───── Data to examine ─────
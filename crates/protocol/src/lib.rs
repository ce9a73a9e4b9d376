//! Wire types for the umbra session protocol.
//!
//! This crate contains the serde-serializable shapes a client sends when it
//! asks for a session and the uniform envelope every public operation
//! answers with:
//!
//! - **Protocol**: the negotiated dialect (W3C or legacy MJSONWP)
//! - **Capabilities**: JSONWP `desiredCapabilities` and W3C
//!   `alwaysMatch`/`firstMatch` payloads, plus the typed view the resolver reads
//! - **Settings**: `settings[...]` keys pulled out of capability payloads
//! - **Envelope**: `{protocol, value | error}` result carrier
//!
//! Types in this crate are pure data. Behavior that needs a runtime lives in
//! `umbra-runtime`.

pub mod capabilities;
pub mod envelope;
pub mod settings;
pub mod types;

pub use capabilities::*;
pub use envelope::*;
pub use settings::*;
pub use types::*;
─────
▶ [Aim of the exercise]:
What you should do is return the records above exactly, leaving nothing out.

▶ [Reply to the exercise]:
filename crates/protocol/src/lib.rs
repository ce9a73a9e4b9d376
//! Wire types for the umbra session protocol.
//!
//! This crate contains the serde-serializable shapes a client sends when it
//! asks for a session and the uniform envelope every public operation
//! answers with:
//!
//! - **Protocol**: the negotiated dialect (W3C or legacy MJSONWP)
//! - **Capabilities**: JSONWP `desiredCapabilities` and W3C
//!   `alwaysMatch`/`firstMatch` payloads, plus the typed view the resolver reads
//! - **Settings**: `settings[...]` keys pulled out of capability payloads
//! - **Envelope**: `{protocol, value | error}` result carrier
//!
//! Types in this crate are pure data. Behavior that needs a runtime lives in
//! `umbra-runtime`.

pub mod capabilities;
pub mod envelope;
pub mod settings;
pub mod types;

pub use capabilities::*;
pub use envelope::*;
pub use settings::*;
pub use types::*;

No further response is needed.